Stored items:
+ + + +

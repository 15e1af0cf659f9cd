use dashmap::DashMap;
use std::hash::Hash;
use std::time::{Duration, Instant};

/// Concurrent in-memory map whose entries expire after a TTL.
pub struct Cache<K, V> {
    data: DashMap<K, Entry<V>>,
    ttl: Duration,
}

struct Entry<V> {
    value: V,
    expires_at: Instant,
}

impl<K: Eq + Hash, V: Clone> Cache<K, V> {
    pub fn new(ttl: Duration) -> Self {
        Self {
            data: DashMap::new(),
            ttl,
        }
    }

    /// Live value for `key`. Expired entries are evicted on read.
    pub fn get(&self, key: &K) -> Option<V> {
        let entry = self.data.get(key)?;
        if entry.expires_at > Instant::now() {
            return Some(entry.value.clone());
        }
        drop(entry);
        self.data.remove(key);
        None
    }

    pub fn set(&self, key: K, value: V) {
        self.data.insert(
            key,
            Entry {
                value,
                expires_at: Instant::now() + self.ttl,
            },
        );
    }

}
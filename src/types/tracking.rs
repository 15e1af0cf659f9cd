use serde::{Deserialize, Serialize};

use super::{Exchange, SignalKind, Target};

/// A breakout or breakdown kept across scans until its exit condition hits.
#[derive(Debug, Clone, PartialEq, Serialize, Deserialize)]
#[serde(rename_all = "camelCase")]
pub struct TrackedEntry {
    #[serde(default)]
    pub exchange: Exchange,
    pub symbol: String,
    /// Price when the break was first recorded.
    pub price: f64,
    /// Unix timestamp (milliseconds).
    pub timestamp: i64,
    pub break_level: f64,
    pub break_price: f64,
    pub next_target: Option<Target>,
    pub kind: SignalKind,
}

/// Both tracking lists, as persisted and served.
#[derive(Debug, Clone, Default, PartialEq, Serialize, Deserialize)]
pub struct TrackingSnapshot {
    pub breakouts: Vec<TrackedEntry>,
    pub breakdowns: Vec<TrackedEntry>,
}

+ + + +

What to do:
Check every line of the records, and copy the ones that hold the word "Deserialize".

Response:
use serde::{Deserialize, Serialize};
#[derive(Debug, Clone, PartialEq, Serialize, Deserialize)]
#[derive(Debug, Clone, Default, PartialEq, Serialize, Deserialize)]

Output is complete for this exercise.